DOJ Continues Enforcement Efforts Against Provider-Owned Managed Care Plans

Husch Blackwell LLP

This post examines the recent DOJ settlement, analyzes the trend towards enforcement of provider-owned managed care plans, and offers a prediction on what might be coming on the enforcement side.

The Black-and-White Issue: Unsupported Diagnosis Codes

Medicare compensates Medicare Advantage plans based, in part, on diagnosis codes, in an effort to pay more money for insuring sick patients than for less-sick patients. In response to this, some managed care plans have endeavored to find ways to add diagnosis codes because more diagnosis codes in general means more money.

The clear black-and-white line some managed care providers cross is when they add diagnosis codes that are plainly unsupported from a patient’s underlying medical records. Settlements based on that issue have been steadily announced by DOJ over the past several years, with the latest announcement coming on July 31, 2023.
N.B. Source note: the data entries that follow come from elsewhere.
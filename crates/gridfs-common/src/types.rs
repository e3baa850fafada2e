//! Core type definitions for GridFS
//!
//! This module defines the entry identifiers and the immutable entry records
//! that make up the namespace tree, plus the operating modes a path can be
//! mapped to.

use crate::path::FsPath;
use derive_more::{Display, From, Into};
use serde::{Deserialize, Serialize};
use std::collections::BTreeMap;
use std::fmt;
use std::str::FromStr;
use std::time::{SystemTime, UNIX_EPOCH};
use uuid::Uuid;

/// Permission property key
pub const PROP_PERMISSION: &str = "permission";
/// Owner property key
pub const PROP_USER_NAME: &str = "usrName";
/// Group property key
pub const PROP_GROUP_NAME: &str = "grpName";
/// Permission assigned to directories created without explicit properties
pub const DEFAULT_DIR_PERMISSION: &str = "0777";

/// Entry properties: permissions, owner and group
pub type Properties = BTreeMap<String, String>;

/// Property changes: `None` removes the key
pub type PropertyUpdates = BTreeMap<String, Option<String>>;

/// Current wall clock time in milliseconds since the epoch
#[must_use]
pub fn now_millis() -> i64 {
    SystemTime::now()
        .duration_since(UNIX_EPOCH)
        .map_or(0, |d| i64::try_from(d.as_millis()).unwrap_or(i64::MAX))
}

/// Unique identifier of a namespace entry
#[derive(Clone, Copy, PartialEq, Eq, Hash, PartialOrd, Ord, Serialize, Deserialize, From, Into)]
pub struct EntryId(Uuid);

impl EntryId {
    /// Well-known ID of the namespace root
    pub const ROOT: Self = Self(Uuid::from_u128(0));

    /// Well-known ID of the trash directory
    pub const TRASH: Self = Self(Uuid::from_u128(1));

    /// Generate a new random entry ID
    #[must_use]
    pub fn random() -> Self {
        Self(Uuid::new_v4())
    }

    /// Create from existing UUID
    #[must_use]
    pub const fn from_uuid(uuid: Uuid) -> Self {
        Self(uuid)
    }

    /// Get the underlying UUID
    #[must_use]
    pub const fn as_uuid(&self) -> Uuid {
        self.0
    }

    /// Get as bytes
    #[must_use]
    pub fn as_bytes(&self) -> &[u8; 16] {
        self.0.as_bytes()
    }

    #[must_use]
    pub fn is_root(&self) -> bool {
        *self == Self::ROOT
    }

    #[must_use]
    pub fn is_trash(&self) -> bool {
        *self == Self::TRASH
    }
}

impl fmt::Debug for EntryId {
    fn fmt(&self, f: &mut fmt::Formatter<'_>) -> fmt::Result {
        write!(f, "EntryId({})", self.0)
    }
}

impl fmt::Display for EntryId {
    fn fmt(&self, f: &mut fmt::Formatter<'_>) -> fmt::Result {
        write!(f, "{}", self.0)
    }
}

impl FromStr for EntryId {
    type Err = uuid::Error;

    fn from_str(s: &str) -> Result<Self, Self::Err> {
        Uuid::parse_str(s).map(Self)
    }
}

/// Operating mode of a namespace region
#[derive(Clone, Copy, Debug, PartialEq, Eq, Hash, PartialOrd, Ord, Serialize, Deserialize, Display)]
#[serde(rename_all = "SCREAMING_SNAKE_CASE")]
pub enum FsMode {
    /// Local metadata only
    #[display("PRIMARY")]
    Primary,
    /// Synchronized with the secondary file system, writes go through
    #[display("DUAL_SYNC")]
    DualSync,
    /// Synchronized with the secondary file system, data flushed lazily
    #[display("DUAL_ASYNC")]
    DualAsync,
    /// Requests are served by the secondary file system only
    #[display("PROXY")]
    Proxy,
}

impl FsMode {
    #[must_use]
    pub const fn is_dual(self) -> bool {
        matches!(self, Self::DualSync | Self::DualAsync)
    }
}

/// Child reference stored in a directory listing
#[derive(Clone, Copy, Debug, PartialEq, Eq, Serialize, Deserialize)]
pub struct ListingEntry {
    pub file_id: EntryId,
    pub is_directory: bool,
    pub length: u64,
    pub access_time: i64,
    pub modification_time: i64,
}

impl ListingEntry {
    #[must_use]
    pub const fn is_file(&self) -> bool {
        !self.is_directory
    }

    /// Copy of this listing entry with its length shifted by `delta`.
    #[must_use]
    pub const fn with_length_delta(&self, delta: i64) -> Self {
        Self {
            length: self.length.saturating_add_signed(delta),
            ..*self
        }
    }
}

impl From<&Entry> for ListingEntry {
    fn from(entry: &Entry) -> Self {
        Self {
            file_id: entry.id,
            is_directory: entry.is_directory(),
            length: entry.length,
            access_time: entry.access_time,
            modification_time: entry.modification_time,
        }
    }
}

/// Immutable metadata record of a file or directory
///
/// Every change produces a new value through one of the `with_*` methods;
/// the store replaces the old record under the same ID.
#[derive(Clone, Debug, PartialEq, Eq, Serialize, Deserialize)]
pub struct Entry {
    id: EntryId,
    listing: Option<BTreeMap<String, ListingEntry>>,
    length: u64,
    block_size: u32,
    affinity_key: Option<EntryId>,
    lock_id: Option<Uuid>,
    properties: Properties,
    access_time: i64,
    modification_time: i64,
    path: Option<FsPath>,
}

impl Entry {
    /// New empty directory with a random ID
    #[must_use]
    pub fn directory(properties: Properties) -> Self {
        Self::directory_with_id(EntryId::random(), BTreeMap::new(), properties)
    }

    /// Directory with an explicit ID and listing
    #[must_use]
    pub fn directory_with_id(
        id: EntryId,
        listing: BTreeMap<String, ListingEntry>,
        properties: Properties,
    ) -> Self {
        let now = now_millis();

        Self {
            id,
            listing: Some(listing),
            length: 0,
            block_size: 0,
            affinity_key: None,
            lock_id: None,
            properties,
            access_time: now,
            modification_time: now,
            path: None,
        }
    }

    /// New file with a random ID
    #[must_use]
    pub fn file(
        block_size: u32,
        length: u64,
        affinity_key: Option<EntryId>,
        properties: Properties,
    ) -> Self {
        let now = now_millis();

        Self {
            id: EntryId::random(),
            listing: None,
            length,
            block_size,
            affinity_key,
            lock_id: None,
            properties,
            access_time: now,
            modification_time: now,
            path: None,
        }
    }

    /// Empty root directory
    #[must_use]
    pub fn root() -> Self {
        Self::directory_with_id(EntryId::ROOT, BTreeMap::new(), Properties::new())
    }

    /// Empty trash directory
    #[must_use]
    pub fn trash() -> Self {
        Self::directory_with_id(EntryId::TRASH, BTreeMap::new(), Properties::new())
    }

    #[must_use]
    pub const fn id(&self) -> EntryId {
        self.id
    }

    #[must_use]
    pub const fn is_directory(&self) -> bool {
        self.listing.is_some()
    }

    #[must_use]
    pub const fn is_file(&self) -> bool {
        self.listing.is_none()
    }

    /// Directory listing, `None` for files
    #[must_use]
    pub const fn listing(&self) -> Option<&BTreeMap<String, ListingEntry>> {
        self.listing.as_ref()
    }

    /// Listing entry registered under `name`
    #[must_use]
    pub fn listing_entry(&self, name: &str) -> Option<&ListingEntry> {
        self.listing.as_ref().and_then(|l| l.get(name))
    }

    /// Whether this is a directory with no children
    #[must_use]
    pub fn is_empty_directory(&self) -> bool {
        self.listing.as_ref().is_some_and(BTreeMap::is_empty)
    }

    #[must_use]
    pub const fn length(&self) -> u64 {
        self.length
    }

    #[must_use]
    pub const fn block_size(&self) -> u32 {
        self.block_size
    }

    /// Number of data blocks the file spans
    #[must_use]
    pub const fn blocks_count(&self) -> u64 {
        if self.block_size == 0 {
            0
        } else {
            self.length.div_ceil(self.block_size as u64)
        }
    }

    #[must_use]
    pub const fn affinity_key(&self) -> Option<EntryId> {
        self.affinity_key
    }

    /// ID of the writer lock, set while a writer holds the file
    #[must_use]
    pub const fn lock_id(&self) -> Option<Uuid> {
        self.lock_id
    }

    #[must_use]
    pub const fn is_locked(&self) -> bool {
        self.lock_id.is_some()
    }

    #[must_use]
    pub const fn properties(&self) -> &Properties {
        &self.properties
    }

    #[must_use]
    pub fn property(&self, key: &str) -> Option<&str> {
        self.properties.get(key).map(String::as_str)
    }

    #[must_use]
    pub const fn access_time(&self) -> i64 {
        self.access_time
    }

    #[must_use]
    pub const fn modification_time(&self) -> i64 {
        self.modification_time
    }

    /// Original path, set once the entry is moved to trash
    #[must_use]
    pub const fn path(&self) -> Option<&FsPath> {
        self.path.as_ref()
    }

    #[must_use]
    pub fn with_listing(&self, listing: BTreeMap<String, ListingEntry>) -> Self {
        debug_assert!(self.is_directory(), "listing is only defined for directories");

        Self {
            listing: Some(listing),
            ..self.clone()
        }
    }

    #[must_use]
    pub fn with_lock(&self, lock_id: Option<Uuid>) -> Self {
        Self {
            lock_id,
            ..self.clone()
        }
    }

    #[must_use]
    pub fn with_length(&self, length: u64) -> Self {
        Self {
            length,
            ..self.clone()
        }
    }

    #[must_use]
    pub fn with_properties(&self, properties: Properties) -> Self {
        Self {
            properties,
            ..self.clone()
        }
    }

    #[must_use]
    pub fn with_times(&self, access_time: i64, modification_time: i64) -> Self {
        Self {
            access_time,
            modification_time,
            ..self.clone()
        }
    }

    #[must_use]
    pub fn with_path(&self, path: FsPath) -> Self {
        Self {
            path: Some(path),
            ..self.clone()
        }
    }
}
That settlement involved one of Maine’s largest provider groups, Martin’s Pointe Health Care, which like many providers had created its own managed care plan years back, and found itself in the Justice Department’s crosshairs when its manager of “Medicare Risk Adjustment Operations” filed a qui tam in 2018 alleging wrongful chart review.[1] After an investigation, the Justice Department settled with Martin’s Point based on the managed care plan’s purported reporting of diagnosis codes to Medicare “that were unsupported, unsubstantiated, and invalid based on the underlying medical records.”[2] Because of that conduct, Martin’s Point agreed to settle for over $22 million, with the whistleblower receiving $3.8 million for her share.[3]

While the Justice Department settled with Martin’s Point on the issue of submitting flatly unsupported diagnoses, there was an additional allegation in the Martin’s Point whistleblower’s qui tam that providers with a managed care plan should be aware of: conducting “one-way chart review.”[4]
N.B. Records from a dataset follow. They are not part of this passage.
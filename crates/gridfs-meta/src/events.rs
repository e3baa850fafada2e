//! Namespace events
//!
//! Operations publish events after their transaction commits. Delivery is
//! best effort: slow subscribers lag and lose events, and publishing with
//! no subscriber is a no-op.

use gridfs_common::{FsPath, Properties};
use serde::{Deserialize, Serialize};
use tokio::sync::broadcast;

/// Events kept for lagging subscribers
const EVENT_CHANNEL_CAPACITY: usize = 1024;

#[derive(Clone, Copy, Debug, PartialEq, Eq, Hash, Serialize, Deserialize)]
pub enum FsEventKind {
    DirCreated,
    DirRenamed,
    DirDeleted,
    FileCreated,
    FileRenamed,
    FileDeleted,
    FilePurged,
    FileOpenedRead,
    FileOpenedWrite,
    FileClosedWrite,
    MetaUpdated,
}

/// Namespace change notification
#[derive(Clone, Debug, PartialEq, Eq, Serialize, Deserialize)]
pub struct FsEvent {
    pub kind: FsEventKind,
    pub path: FsPath,
    /// Destination of renames
    pub new_path: Option<FsPath>,
    /// Properties of metadata updates
    pub properties: Option<Properties>,
}

impl FsEvent {
    #[must_use]
    pub const fn new(kind: FsEventKind, path: FsPath) -> Self {
        Self {
            kind,
            path,
            new_path: None,
            properties: None,
        }
    }

    #[must_use]
    pub const fn renamed(kind: FsEventKind, path: FsPath, new_path: FsPath) -> Self {
        Self {
            kind,
            path,
            new_path: Some(new_path),
            properties: None,
        }
    }

    #[must_use]
    pub const fn meta_updated(path: FsPath, properties: Properties) -> Self {
        Self {
            kind: FsEventKind::MetaUpdated,
            path,
            new_path: None,
            properties: Some(properties),
        }
    }
}

/// Broadcast channel for namespace events
#[derive(Clone)]
pub struct EventBus {
    tx: broadcast::Sender<FsEvent>,
}

impl Default for EventBus {
    fn default() -> Self {
        Self::new()
    }
}

impl EventBus {
    #[must_use]
    pub fn new() -> Self {
        let (tx, _) = broadcast::channel(EVENT_CHANNEL_CAPACITY);
        Self { tx }
    }

    pub fn subscribe(&self) -> broadcast::Receiver<FsEvent> {
        self.tx.subscribe()
    }

    pub fn record(&self, event: FsEvent) {
        // Err only means nobody is listening
        let _ = self.tx.send(event);
    }

    pub fn record_all(&self, events: impl IntoIterator<Item = FsEvent>) {
        for event in events {
            self.record(event);
        }
    }
}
The Gray-Area Issue: One-Way Chart Review

While chart review typically involves a search for diagnoses not currently reported to Medicare, the undertaking of chart review introduces a conundrum of interest to the Justice Department: that it could also reveal diagnosis codes that were incorrectly reported to Medicare and for which the managed care plan has received and continues to receive improper funds through erroneously reported risk adjustment calculations. The question here is: if chart review identifies missing diagnosis codes, wouldn’t it also necessarily see inappropriately reported codes too? That is the one-way chart review issue: managed care plans undertaking efforts to find additional diagnosis codes but turning a blind eye to inappropriate ones.
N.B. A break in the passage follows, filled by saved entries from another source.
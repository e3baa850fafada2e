//! DUAL mode synchronization
//!
//! In DUAL modes the secondary file system is authoritative and the local
//! namespace caches it. Every operation first resolves its paths locally,
//! locks the deepest existing ancestors, re-creates missing components from
//! the secondary file system and then runs its task in the same
//! transaction. Secondary calls happen while the locks are held.

use crate::events::{FsEvent, FsEventKind};
use crate::manager::MetaManager;
use crate::metrics::LocalMetrics;
use crate::secondary::{FileStatus, SecondaryAttributes, SecondaryFs, parse_permission};
use crate::update::EntryUpdate;
use gridfs_common::{
    Entry, EntryId, Error, FsPath, ListingEntry, PROP_PERMISSION, Properties, PropertyUpdates,
    Result,
};
use gridfs_meta_store::Tx;
use std::collections::{BTreeMap, HashMap, HashSet};
use std::fmt;
use std::io::{Read, Write};
use std::thread;
use tracing::{debug, error};

/// Local entries of the paths taking part in a synchronized operation
pub type PathInfos = HashMap<FsPath, Entry>;

/// Output stream opened on the secondary file system
pub struct SecondaryOutput {
    pub parent_id: EntryId,
    /// Local entry, holding the writer lock
    pub info: Entry,
    pub out: Box<dyn Write + Send>,
    /// Local file replaced by an overwriting create
    pub replaced: Option<Entry>,
}

/// Input stream opened on the secondary file system
pub struct SecondaryInput {
    pub info: Entry,
    pub input: Box<dyn Read + Send>,
}

impl fmt::Debug for SecondaryOutput {
    fn fmt(&self, f: &mut fmt::Formatter<'_>) -> fmt::Result {
        f.debug_struct("SecondaryOutput")
            .field("parent_id", &self.parent_id)
            .field("info", &self.info)
            .field("replaced", &self.replaced)
            .finish_non_exhaustive()
    }
}

impl fmt::Debug for SecondaryInput {
    fn fmt(&self, f: &mut fmt::Formatter<'_>) -> fmt::Result {
        f.debug_struct("SecondaryInput")
            .field("info", &self.info)
            .finish_non_exhaustive()
    }
}

fn secondary_status(fs: &dyn SecondaryFs, path: &FsPath) -> Result<Option<FileStatus>> {
    fs.status(path)
        .map_err(|e| Error::secondary(format!("failed to get status of {path}"), e))
}

/// Ancestor of `path` at `depth`
fn ancestor(path: &FsPath, depth: usize) -> FsPath {
    let mut cur = path.clone();
    while cur.depth() > depth {
        match cur.parent() {
            Some(parent) => cur = parent,
            None => break,
        }
    }
    cur
}

/// Deepest path of `infos` with its entry
fn deepest(infos: &PathInfos) -> Result<(FsPath, Entry)> {
    infos
        .iter()
        .max_by_key(|(path, _)| path.depth())
        .map(|(path, info)| (path.clone(), info.clone()))
        .ok_or_else(|| Error::inconsistent("no existing parent was resolved"))
}

/// `DirCreated` events for the directories below `from` down to `to`,
/// top-down
fn dir_created_events(from: &FsPath, to: &FsPath) -> Vec<FsEvent> {
    let mut events = Vec::new();
    let mut cur = to.clone();

    while cur != *from && cur.depth() > from.depth() {
        events.push(FsEvent::new(FsEventKind::DirCreated, cur.clone()));
        match cur.parent() {
            Some(parent) => cur = parent,
            None => break,
        }
    }

    events.reverse();
    events
}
The Justice Department has attempted to enforce its one-way chart review theory with mixed results, as some courts have been less than receptive of the legal theory[5] while others have embraced it.[6] The result is a currently muddled legal landscape, but the upshot for providers with managed care plans is this: the Justice Department is looking closely at plans for facts that fit the requirements of a False Claims Act case, and plans should be ready to defend themselves if accused of fraud by the government. This is especially relevant given today’s False Claims Act trend of whistleblower action following major Justice Department results in an area, such as when the Martin’s Point whistleblower filed her qui tam in the months following DOJ’s first large managed care plan settlement with Freedom Health. The whistleblower bar is sure to take note of the allegations in the Martin’s Point settlement and find whistleblowers within other provider-owned managed care plans to bring similar qui tams.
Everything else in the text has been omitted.